All three piled into Todd’s Porsche and returned to the dump spot. While Hauck and Krystle searched for the Sonata, Skinner loitered near a farmhouse. A black guy materialized and told him an ambulance recently hauled off some buck-naked white kid.

That was enough for Todd. He paid off Hauck, told him to get home on his own, then headed north. He and Krystle planned to lay low for a couple weeks.

A week later, Hauck sat nervously in the same DEA office in downtown Tulsa, where Brandon and Krystle first described for agents Todd Skinner’s limitless appetite for destruction.

Before he spoke, Hauck wanted a guarantee. Todd once asked him to kill a Columbian coke dealer. He had little doubt Skinner would do the same to Hauck if he knew he was talking. He would do so only in confidence.
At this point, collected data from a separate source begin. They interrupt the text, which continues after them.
//! # Sylva: Reusable Syntax Trees
//!
//! Sylva sits between a static-analysis pipeline and its parser. It decides
//! when a previously computed syntax tree can be reused, parses when it
//! cannot, and prepares trees for editor sessions so that "which node is
//! under the cursor?" is a cheap query.
//!
//! ## Design Philosophy
//!
//! - **Content decides reuse** - A cached tree is reused only for
//!   byte-identical text parsed in the same mode; modification times are a
//!   hint, never the authority
//! - **Cache failures are not failures** - An unreadable or broken record
//!   is a miss, a failed write is a log line
//! - **Parser and store are plug-ins** - The core depends on the
//!   [`SourceParser`](parser::SourceParser) and [`CacheStore`](cache::CacheStore)
//!   traits only
//!
//! ## Quick Start
//!
//! ```no_run
//! use sylva::cache::MemoryCacheStore;
//! use sylva::parser::RustParser;
//! use sylva::{Mode, Position, SourceFile, TreeProvider, find_node_at};
//!
//! let provider = TreeProvider::new(RustParser::new()?, MemoryCacheStore::new());
//! let file = SourceFile::new("src/lib.rs", "fn a() {}\nfn b() {}\n");
//!
//! // Parsed once, then served from the cache
//! let tree = provider.get_tree(&file, Mode::interactive())?;
//!
//! let id = find_node_at(&tree, Position::new(2, 0)).expect("line 2 holds `fn b`");
//! println!("{}", tree.node(id).kind);
//! # Ok::<(), sylva::Error>(())
//! ```

pub mod cache;
pub mod config;
pub mod parser;

mod augment;
mod error;
mod fingerprint;
mod line_index;
mod locate;
mod provider;
mod staleness;
mod tree;
mod types;

pub use augment::augment;
pub use error::{CacheError, Error, ParseError, Result, SyntaxError};
pub use fingerprint::{CacheKey, Fingerprint, TREE_SCHEMA, fingerprint};
pub use line_index::LineIndex;
pub use locate::{ancestors_at, find_node_at, node_at};
pub use provider::{BatchReport, TreeProvider};
pub use staleness::{RunCheckpoint, has_changed};
pub use tree::{Comment, Node, NodeId, NodeLayout, SyntaxTree};
pub use types::{ColumnEncoding, Mode, Position, SourceFile};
On July 27, Todd Skinner tied the knot for the third time. In a brief ceremony at Katherine Magrini’s house, Krystle Cole became Mrs. Todd Skinner. She professed to have been as out of it in her own way as Brandon Green was during his recent ordeal, but at least she wasn’t comatose.

Over the remainder of the summer, the investigation of Brandon Green’s strange and vicious kidnapping evolved into a solid case. One by one, Skinner’s street recruits followed Hauck’s lead, relating stories of overdose, ER visits, high living in low places. As he regained strength, Green himself became the prosecution’s chief witness, as well as Exhibit No. 1.

Skinner remained oblivious. Following his brief panic in Texas City, he settled comfortably back into his routine of unbridled hedonism.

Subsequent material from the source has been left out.